– Сейчас, как и перед крахом романовской империи, элита расколота на два лагеря – либералов-космополитов и имперцев-консерваторов. Тогда граница была очерчена четче: верхушка бюрократии и духовенство принадлежали к консервативному лагерю, а нарождающаяся экономическая элита – буржуазия – все решительнее требовала либерализации системы.

Нынче буржуазии как таковой нет. Власть и собственность слиты воедино, поэтому по внешним признакам трудно различить «имерцев» и «либералов». Но факт раскола это не отменяет, и с каждым днем противоречия между этими группировками элитариев будут лишь нарастать. Например, между теми, кто попал под санкции, и теми, кто стал заложником политики конфронтации с Западом.

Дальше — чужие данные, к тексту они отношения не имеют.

// Sitemap <loc> extraction

use crate::error::{IngestError, Result};
use quick_xml::Reader;
use quick_xml::escape::resolve_predefined_entity;
use quick_xml::events::Event;
use std::fmt::Display;
use std::fs;
use std::path::Path;
use tracing::debug;

/// Which `<loc>` elements to collect.
#[derive(Debug, Clone, Copy, PartialEq, Eq)]
pub enum SitemapMode {
    /// Only `<url><loc>` entries.
    UrlsOnly,
    /// `<url><loc>` entries followed by `<sitemap><loc>` entries of a sitemap index.
    WithIndex,
}

/// Read a sitemap file and return its `<loc>` values in document order.
pub fn read_sitemap(path: &Path, mode: SitemapMode) -> Result<Vec<String>> {
    let content = fs::read_to_string(path)?;
    let locs = parse_sitemap(&content, mode).map_err(|message| IngestError::XmlError {
        path: path.display().to_string(),
        message,
    })?;
    debug!("{}: {} <loc> entries", path.display(), locs.len());
    Ok(locs)
}

/// Parse sitemap XML. Any well-formedness problem fails the whole document.
///
/// Elements are matched by local name so both namespaced and bare sitemaps work.
/// Page entries come first, then index entries, the way a `url/loc` query followed
/// by a `sitemap/loc` query would return them.
pub fn parse_sitemap(xml: &str, mode: SitemapMode) -> std::result::Result<Vec<String>, String> {
    let mut reader = Reader::from_str(xml);
    reader.config_mut().trim_text(true);

    let mut url_locs = Vec::new();
    let mut index_locs = Vec::new();
    let mut stack: Vec<Vec<u8>> = Vec::new();
    let mut saw_root = false;
    // (index entry?, text so far) while inside a <loc>
    let mut loc: Option<(bool, String)> = None;

    loop {
        let event = reader
            .read_event()
            .map_err(|err| at_byte(reader.buffer_position(), err))?;
        match event {
            Event::Start(e) => {
                saw_root = true;
                let local = e.local_name().as_ref().to_vec();
                let parent = stack.last().map(|p| p.as_slice());
                if loc.is_none()
                    && local == b"loc"
                    && matches!(parent, Some(b"url") | Some(b"sitemap"))
                {
                    loc = Some((parent == Some(b"sitemap".as_slice()), String::new()));
                }
                stack.push(local);
            }
            Event::Empty(_) => saw_root = true,
            Event::End(e) => {
                stack.pop();
                if e.local_name().as_ref() == b"loc"
                    && let Some((in_index, text)) = loc.take()
                {
                    let text = text.trim();
                    if text.is_empty() {
                        continue;
                    }
                    if in_index {
                        index_locs.push(text.to_string());
                    } else {
                        url_locs.push(text.to_string());
                    }
                }
            }
            Event::Text(e) => {
                if let Some((_, text)) = loc.as_mut() {
                    let decoded = e.decode().map_err(|err| at_byte(reader.buffer_position(), err))?;
                    text.push_str(&decoded);
                }
            }
            Event::CData(e) => {
                if let Some((_, text)) = loc.as_mut() {
                    let decoded = e.decode().map_err(|err| at_byte(reader.buffer_position(), err))?;
                    text.push_str(&decoded);
                }
            }
            Event::GeneralRef(e) => {
                if let Some((_, text)) = loc.as_mut() {
                    let position = reader.buffer_position();
                    if let Some(ch) = e.resolve_char_ref().map_err(|err| at_byte(position, err))? {
                        text.push(ch);
                    } else {
                        let name = e.decode().map_err(|err| at_byte(position, err))?;
                        match resolve_predefined_entity(&name) {
                            Some(value) => text.push_str(value),
                            None => {
                                // unknown entities are kept verbatim
                                text.push('&');
                                text.push_str(&name);
                                text.push(';');
                            }
                        }
                    }
                }
            }
            Event::Eof => break,
            _ => {}
        }
    }

    if !saw_root {
        return Err("no root element".to_string());
    }
    if let Some(open) = stack.last() {
        return Err(format!(
            "unexpected end of document inside <{}>",
            String::from_utf8_lossy(open)
        ));
    }

    if mode == SitemapMode::WithIndex {
        url_locs.extend(index_locs);
    }
    Ok(url_locs)
}

fn at_byte(position: impl Display, err: impl Display) -> String {
    format!("at byte {}: {}", position, err)
}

Когда баррель зашкаливал за $100, ресурсов на раздербан хватало всем, а что не могли «освоить» сразу, отдавали в долг Америке. А сейчас «кормовая база» клептократии резко сократилась, и скоро в повестке дня встанет вопрос о сокращении количества «едоков». Ни имперцы, ни либералы не желают стать этими самыми лишними едоками. Внешняя монолитность путинского режима обманчива. По мере обострения экономических проблем будет рушиться и «дружба» элитариев, что самым фатальным образом скажется на устойчивости системы и создаст дополнительные условия для возникновения революционной ситуации.

Кто делает революцию?

Итак, для возникновения революционной ситуации достаточно двух причин: системного кризиса и комплекса неблагоприятных условий, выводящих систему из равновесия. Но для того, чтобы произошла, а тем более победила революция, этой совокупности не хватит. Нужен СУБЪЕКТ, который воспользуется революционной ситуацией и заявит свою претензию на гегемонию; субъект, представивший проект альтернативной социальной системы; субъект, который способен стать генератором новой элиты, формирующей каркас новой системы.

Напомню, что системный фактор определяет, ПОЧЕМУ происходит революция; от фактора условий зависит, КОГДА разразится революционный кризис; субъектный же фактор отвечает за то, КАКОЙ революция будет.

Может ли так случиться, что революционная ситуация назрела, а революционного субъекта нет или он очень слаб? Конечно, может. В этом случае либо революционный кризис разрешается в пользу реакции, и ситуация на какое-то время стабилизируется, отодвигая свой конец; либо социальная система, впав в хаотическое состояние, будучи не в состоянии нащупать новую парадигму развития, разрушается необратимо. В этом случае она не претерпевает революционных изменений, а, например, разваливается на части. Так на месте одного государства может появиться, скажем, три, причем страдающие одинаковыми болезнями.

Рассмотрим пример первой русской революции. Системный кризис в стране налицо: самодержавие деградирует уже не одно десятилетие. Россия безнадежно отстает в научно-технической гонке от передовых стран Запада и даже от Японии, которая осуществляет форсированную индустриализацию.

Экономическую ситуацию можно охарактеризовать так: перманентный кризис с небольшими передышками. Государственные финансы после реформы Витте плотно сидят на кредитной игле. Нет ни одного года с бездефицитным госбюджетом, государственный долг стремительно нарастает. При этом обслуживать его становится все проблематичнее, поскольку цены на зерно постоянно снижаются, а на нефтяном рынке Рокфеллер агрессивно теснит Россию.

Более сорока лет с момента отмены крепостного права не удается решить земельный вопрос. Сельское хозяйство остается крайне непродуктивным, в нем доминируют архаичные технологии. При этом крестьянское население продолжает увеличиваться. Земельный фонд в расчете на одного едока сокращается. Как следствие в деревне нарастает социальное напряжение.